REQUIRED ACTION:
The lines needed are those below that contain the word "skipped"; copy each one.

PROVIDED RECORDS:
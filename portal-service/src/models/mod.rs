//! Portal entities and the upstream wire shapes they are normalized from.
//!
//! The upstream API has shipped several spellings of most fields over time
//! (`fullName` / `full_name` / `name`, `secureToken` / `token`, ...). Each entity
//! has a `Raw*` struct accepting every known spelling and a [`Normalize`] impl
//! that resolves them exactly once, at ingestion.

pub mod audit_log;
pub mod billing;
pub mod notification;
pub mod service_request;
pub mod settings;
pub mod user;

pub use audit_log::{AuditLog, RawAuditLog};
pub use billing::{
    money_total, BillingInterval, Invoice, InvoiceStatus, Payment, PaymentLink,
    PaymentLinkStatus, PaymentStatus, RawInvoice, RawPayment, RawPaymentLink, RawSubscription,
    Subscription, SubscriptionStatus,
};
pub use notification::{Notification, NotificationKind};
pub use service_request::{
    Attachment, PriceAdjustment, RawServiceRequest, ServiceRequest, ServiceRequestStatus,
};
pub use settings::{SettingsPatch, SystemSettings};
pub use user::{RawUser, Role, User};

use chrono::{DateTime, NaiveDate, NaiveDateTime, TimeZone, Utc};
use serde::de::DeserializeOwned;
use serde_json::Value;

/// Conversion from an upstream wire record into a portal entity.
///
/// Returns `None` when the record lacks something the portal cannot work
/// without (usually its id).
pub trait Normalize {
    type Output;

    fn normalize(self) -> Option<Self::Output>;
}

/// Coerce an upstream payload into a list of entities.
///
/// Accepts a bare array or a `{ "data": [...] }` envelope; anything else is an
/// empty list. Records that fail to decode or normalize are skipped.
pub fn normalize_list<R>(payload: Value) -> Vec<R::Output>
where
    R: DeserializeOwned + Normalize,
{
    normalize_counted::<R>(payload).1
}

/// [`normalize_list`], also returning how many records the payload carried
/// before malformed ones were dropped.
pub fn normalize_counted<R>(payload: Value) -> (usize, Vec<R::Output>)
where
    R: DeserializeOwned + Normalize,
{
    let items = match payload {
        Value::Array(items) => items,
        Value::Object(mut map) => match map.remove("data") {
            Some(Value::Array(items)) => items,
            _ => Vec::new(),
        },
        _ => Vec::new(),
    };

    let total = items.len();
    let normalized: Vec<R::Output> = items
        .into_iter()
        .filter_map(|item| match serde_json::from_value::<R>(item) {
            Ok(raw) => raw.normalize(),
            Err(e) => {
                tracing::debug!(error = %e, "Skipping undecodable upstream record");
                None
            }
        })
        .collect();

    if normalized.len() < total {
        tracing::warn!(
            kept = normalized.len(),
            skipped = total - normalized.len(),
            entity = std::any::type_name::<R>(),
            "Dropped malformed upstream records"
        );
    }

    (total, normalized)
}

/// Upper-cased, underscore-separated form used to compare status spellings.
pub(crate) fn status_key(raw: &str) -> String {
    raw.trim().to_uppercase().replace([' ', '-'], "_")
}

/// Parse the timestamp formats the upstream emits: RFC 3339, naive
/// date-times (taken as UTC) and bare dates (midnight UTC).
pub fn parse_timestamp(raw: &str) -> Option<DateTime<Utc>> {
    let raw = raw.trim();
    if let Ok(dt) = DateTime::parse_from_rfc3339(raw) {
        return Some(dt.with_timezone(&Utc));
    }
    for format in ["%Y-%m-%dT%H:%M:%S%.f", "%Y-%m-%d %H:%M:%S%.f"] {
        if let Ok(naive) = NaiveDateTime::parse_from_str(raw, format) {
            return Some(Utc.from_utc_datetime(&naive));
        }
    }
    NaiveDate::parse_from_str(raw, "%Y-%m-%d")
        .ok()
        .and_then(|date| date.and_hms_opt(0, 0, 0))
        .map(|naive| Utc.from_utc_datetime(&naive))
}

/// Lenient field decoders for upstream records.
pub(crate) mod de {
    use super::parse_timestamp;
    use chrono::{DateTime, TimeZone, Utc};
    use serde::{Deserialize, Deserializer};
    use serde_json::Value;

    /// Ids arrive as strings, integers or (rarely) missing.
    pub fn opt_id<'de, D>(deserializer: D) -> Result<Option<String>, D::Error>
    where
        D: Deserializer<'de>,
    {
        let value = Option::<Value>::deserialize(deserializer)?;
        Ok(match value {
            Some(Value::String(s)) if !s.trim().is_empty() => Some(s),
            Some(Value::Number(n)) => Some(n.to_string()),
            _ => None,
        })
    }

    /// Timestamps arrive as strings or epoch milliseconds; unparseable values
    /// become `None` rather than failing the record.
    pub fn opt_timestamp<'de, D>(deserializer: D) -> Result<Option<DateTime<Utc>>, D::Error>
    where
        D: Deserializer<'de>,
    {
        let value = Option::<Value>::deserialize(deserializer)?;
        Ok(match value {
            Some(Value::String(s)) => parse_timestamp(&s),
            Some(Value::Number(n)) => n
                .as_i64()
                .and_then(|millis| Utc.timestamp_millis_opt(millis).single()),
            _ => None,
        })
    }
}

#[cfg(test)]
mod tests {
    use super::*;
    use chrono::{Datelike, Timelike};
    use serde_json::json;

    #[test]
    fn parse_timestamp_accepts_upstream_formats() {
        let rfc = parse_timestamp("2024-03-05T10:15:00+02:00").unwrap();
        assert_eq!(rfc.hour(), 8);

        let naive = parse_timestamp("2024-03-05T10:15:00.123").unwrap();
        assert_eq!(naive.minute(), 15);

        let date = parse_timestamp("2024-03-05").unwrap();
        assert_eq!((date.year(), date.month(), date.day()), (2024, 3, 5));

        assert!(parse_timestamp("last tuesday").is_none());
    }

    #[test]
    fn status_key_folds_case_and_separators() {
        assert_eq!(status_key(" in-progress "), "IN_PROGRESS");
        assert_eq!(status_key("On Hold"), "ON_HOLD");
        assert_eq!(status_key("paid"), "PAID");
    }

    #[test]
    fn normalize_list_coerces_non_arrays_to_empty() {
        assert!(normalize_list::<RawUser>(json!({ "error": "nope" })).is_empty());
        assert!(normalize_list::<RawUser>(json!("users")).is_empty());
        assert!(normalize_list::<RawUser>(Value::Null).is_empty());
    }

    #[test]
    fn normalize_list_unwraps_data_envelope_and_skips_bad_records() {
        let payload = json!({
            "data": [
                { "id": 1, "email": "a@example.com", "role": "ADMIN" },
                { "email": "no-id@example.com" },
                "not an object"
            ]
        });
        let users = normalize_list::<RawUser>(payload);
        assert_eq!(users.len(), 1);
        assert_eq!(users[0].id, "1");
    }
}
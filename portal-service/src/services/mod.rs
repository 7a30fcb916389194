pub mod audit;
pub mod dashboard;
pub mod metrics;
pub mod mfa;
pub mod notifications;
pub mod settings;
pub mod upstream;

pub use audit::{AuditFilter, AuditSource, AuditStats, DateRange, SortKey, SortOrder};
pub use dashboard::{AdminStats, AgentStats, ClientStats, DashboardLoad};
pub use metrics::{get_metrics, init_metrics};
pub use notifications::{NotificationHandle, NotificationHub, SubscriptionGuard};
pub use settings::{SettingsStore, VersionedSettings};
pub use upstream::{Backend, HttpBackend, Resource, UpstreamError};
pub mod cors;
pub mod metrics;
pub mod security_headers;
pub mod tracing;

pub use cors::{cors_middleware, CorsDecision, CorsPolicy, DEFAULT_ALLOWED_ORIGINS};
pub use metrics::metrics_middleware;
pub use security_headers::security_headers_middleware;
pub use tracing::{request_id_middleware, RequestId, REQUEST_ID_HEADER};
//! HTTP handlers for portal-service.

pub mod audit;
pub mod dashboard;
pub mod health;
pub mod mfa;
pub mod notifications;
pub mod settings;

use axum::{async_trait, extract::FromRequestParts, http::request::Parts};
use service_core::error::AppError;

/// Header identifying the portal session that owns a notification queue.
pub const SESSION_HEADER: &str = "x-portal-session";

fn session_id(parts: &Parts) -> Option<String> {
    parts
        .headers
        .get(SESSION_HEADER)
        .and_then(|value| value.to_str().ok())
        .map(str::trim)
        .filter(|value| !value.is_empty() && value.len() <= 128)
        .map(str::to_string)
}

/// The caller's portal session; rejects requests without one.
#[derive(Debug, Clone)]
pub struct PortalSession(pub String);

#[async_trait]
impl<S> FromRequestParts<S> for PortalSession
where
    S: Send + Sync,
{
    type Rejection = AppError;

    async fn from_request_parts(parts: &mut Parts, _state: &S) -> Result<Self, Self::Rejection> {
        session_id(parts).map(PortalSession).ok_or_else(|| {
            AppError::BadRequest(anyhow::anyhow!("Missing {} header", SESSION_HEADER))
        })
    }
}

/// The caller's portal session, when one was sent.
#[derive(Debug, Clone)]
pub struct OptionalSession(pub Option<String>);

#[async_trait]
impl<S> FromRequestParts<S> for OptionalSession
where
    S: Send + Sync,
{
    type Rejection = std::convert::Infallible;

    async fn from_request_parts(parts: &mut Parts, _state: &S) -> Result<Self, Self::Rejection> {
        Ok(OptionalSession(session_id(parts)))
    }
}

--

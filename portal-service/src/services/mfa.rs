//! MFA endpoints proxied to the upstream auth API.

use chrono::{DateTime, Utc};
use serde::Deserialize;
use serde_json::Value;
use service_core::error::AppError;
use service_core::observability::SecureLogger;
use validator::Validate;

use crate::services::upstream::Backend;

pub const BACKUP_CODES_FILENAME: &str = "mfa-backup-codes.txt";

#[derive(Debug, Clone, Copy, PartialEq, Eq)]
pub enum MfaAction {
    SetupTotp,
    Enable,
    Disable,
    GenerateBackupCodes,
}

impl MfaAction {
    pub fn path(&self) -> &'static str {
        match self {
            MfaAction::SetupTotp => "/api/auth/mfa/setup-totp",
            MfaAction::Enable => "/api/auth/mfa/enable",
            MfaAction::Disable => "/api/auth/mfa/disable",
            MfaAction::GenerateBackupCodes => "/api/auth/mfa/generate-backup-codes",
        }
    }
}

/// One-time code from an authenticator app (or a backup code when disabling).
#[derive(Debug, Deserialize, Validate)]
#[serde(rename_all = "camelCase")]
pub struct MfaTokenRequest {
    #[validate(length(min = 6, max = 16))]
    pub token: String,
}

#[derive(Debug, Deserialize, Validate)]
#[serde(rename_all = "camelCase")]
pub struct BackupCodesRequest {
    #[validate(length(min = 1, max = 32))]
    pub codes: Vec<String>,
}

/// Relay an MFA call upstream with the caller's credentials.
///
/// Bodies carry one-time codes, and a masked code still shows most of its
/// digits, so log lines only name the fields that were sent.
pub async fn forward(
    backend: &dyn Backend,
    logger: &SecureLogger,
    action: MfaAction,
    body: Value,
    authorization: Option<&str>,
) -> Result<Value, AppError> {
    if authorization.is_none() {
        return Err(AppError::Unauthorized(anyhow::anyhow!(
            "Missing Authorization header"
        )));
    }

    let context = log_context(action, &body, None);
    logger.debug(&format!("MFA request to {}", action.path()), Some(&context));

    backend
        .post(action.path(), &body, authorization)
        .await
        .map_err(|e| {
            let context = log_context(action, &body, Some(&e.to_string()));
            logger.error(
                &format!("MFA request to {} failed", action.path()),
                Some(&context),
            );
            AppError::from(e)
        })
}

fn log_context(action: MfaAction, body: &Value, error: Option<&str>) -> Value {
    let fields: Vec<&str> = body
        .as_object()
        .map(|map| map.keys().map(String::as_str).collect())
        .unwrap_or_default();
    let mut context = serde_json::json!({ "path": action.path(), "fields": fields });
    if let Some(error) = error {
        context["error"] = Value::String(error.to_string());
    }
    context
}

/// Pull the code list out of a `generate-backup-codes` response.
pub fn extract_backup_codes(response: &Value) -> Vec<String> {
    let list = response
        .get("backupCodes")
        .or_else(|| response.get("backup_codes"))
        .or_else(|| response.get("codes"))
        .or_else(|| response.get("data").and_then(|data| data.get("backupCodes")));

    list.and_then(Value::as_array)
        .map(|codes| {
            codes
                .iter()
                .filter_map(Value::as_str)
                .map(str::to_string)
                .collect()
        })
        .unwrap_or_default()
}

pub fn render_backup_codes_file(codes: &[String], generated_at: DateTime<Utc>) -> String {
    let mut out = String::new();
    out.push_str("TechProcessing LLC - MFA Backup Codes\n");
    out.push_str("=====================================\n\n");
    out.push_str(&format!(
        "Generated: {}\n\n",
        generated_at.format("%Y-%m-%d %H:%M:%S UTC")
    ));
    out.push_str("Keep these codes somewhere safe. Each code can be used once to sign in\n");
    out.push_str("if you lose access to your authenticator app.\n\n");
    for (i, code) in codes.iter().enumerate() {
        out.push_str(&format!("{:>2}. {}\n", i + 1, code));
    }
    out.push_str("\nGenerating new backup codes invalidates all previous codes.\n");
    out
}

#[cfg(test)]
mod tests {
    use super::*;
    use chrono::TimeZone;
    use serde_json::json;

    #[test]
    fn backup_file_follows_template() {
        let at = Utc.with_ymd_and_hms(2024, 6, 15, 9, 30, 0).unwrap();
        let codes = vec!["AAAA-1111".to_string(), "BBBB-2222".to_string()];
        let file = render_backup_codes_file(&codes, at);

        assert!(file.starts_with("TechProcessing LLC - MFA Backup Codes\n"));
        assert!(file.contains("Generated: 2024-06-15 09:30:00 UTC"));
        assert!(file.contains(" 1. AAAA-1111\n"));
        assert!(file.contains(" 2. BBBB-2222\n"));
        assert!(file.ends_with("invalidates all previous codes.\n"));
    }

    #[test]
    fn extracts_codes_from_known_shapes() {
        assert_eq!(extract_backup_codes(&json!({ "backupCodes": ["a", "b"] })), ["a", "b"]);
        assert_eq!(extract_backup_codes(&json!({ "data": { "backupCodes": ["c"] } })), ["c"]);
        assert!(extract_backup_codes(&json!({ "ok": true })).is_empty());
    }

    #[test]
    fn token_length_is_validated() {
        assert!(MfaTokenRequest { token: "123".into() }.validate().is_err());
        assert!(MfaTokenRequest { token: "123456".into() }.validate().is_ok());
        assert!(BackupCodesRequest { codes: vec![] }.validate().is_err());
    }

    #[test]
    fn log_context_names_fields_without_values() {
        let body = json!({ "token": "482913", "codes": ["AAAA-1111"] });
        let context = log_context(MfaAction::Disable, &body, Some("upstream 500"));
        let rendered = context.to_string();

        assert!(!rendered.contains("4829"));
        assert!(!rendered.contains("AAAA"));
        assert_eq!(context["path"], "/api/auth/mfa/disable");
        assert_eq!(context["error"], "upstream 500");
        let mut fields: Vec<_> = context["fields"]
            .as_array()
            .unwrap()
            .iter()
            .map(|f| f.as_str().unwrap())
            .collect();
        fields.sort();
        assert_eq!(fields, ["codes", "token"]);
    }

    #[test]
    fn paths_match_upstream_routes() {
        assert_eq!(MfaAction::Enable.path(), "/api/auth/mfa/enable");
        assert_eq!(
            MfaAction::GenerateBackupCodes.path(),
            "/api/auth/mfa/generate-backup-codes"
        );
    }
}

* * *

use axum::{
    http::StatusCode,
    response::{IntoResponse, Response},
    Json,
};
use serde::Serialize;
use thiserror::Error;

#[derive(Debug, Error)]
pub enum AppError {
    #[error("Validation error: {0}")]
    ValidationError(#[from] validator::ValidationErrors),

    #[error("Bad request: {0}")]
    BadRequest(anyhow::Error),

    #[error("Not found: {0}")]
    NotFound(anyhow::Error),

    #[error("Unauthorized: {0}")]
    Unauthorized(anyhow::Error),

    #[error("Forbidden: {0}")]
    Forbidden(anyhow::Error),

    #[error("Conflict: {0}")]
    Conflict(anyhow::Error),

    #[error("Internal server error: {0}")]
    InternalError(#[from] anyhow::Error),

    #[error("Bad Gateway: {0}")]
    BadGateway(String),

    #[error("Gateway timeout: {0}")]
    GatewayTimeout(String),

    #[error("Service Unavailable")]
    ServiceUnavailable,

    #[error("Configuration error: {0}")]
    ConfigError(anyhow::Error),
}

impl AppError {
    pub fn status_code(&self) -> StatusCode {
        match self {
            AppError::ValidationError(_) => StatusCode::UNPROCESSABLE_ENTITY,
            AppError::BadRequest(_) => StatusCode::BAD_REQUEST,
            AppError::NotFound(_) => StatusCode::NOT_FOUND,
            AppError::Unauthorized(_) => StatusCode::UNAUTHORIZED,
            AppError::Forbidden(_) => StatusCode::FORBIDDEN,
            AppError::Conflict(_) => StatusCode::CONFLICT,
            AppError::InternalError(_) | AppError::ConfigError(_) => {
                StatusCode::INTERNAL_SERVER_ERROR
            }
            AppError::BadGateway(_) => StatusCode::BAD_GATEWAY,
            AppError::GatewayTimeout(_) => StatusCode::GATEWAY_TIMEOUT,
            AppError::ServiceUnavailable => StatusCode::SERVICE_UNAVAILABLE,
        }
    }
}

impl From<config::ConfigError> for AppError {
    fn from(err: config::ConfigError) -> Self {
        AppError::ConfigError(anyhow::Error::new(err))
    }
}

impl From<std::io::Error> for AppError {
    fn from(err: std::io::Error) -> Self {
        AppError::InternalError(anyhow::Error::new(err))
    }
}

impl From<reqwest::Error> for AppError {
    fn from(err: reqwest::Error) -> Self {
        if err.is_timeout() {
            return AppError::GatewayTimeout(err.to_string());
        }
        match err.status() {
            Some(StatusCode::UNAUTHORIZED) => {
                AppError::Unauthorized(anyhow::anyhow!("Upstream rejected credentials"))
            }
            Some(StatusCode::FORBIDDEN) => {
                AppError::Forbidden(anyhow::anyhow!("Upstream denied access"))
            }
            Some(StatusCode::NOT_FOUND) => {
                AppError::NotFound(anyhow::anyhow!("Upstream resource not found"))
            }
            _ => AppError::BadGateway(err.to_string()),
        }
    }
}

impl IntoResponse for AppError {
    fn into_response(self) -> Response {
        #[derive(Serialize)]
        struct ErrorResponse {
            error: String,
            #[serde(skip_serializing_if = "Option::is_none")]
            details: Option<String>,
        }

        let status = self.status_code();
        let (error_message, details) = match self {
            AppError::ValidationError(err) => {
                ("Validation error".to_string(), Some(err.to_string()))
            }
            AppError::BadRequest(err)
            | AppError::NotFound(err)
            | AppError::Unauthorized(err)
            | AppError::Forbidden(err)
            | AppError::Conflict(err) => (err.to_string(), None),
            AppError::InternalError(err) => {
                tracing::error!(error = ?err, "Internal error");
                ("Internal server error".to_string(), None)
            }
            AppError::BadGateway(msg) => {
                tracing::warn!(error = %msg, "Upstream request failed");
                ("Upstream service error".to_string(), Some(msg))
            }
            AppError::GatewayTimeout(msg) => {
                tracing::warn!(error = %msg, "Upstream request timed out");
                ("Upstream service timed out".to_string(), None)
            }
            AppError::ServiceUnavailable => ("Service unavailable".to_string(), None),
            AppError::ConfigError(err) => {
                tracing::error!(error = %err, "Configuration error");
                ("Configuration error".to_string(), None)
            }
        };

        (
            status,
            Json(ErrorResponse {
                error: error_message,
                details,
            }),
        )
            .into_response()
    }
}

TASK OUTPUT:
/// empty list. Records that fail to decode or normalize are skipped.
            skipped = total - normalized.len(),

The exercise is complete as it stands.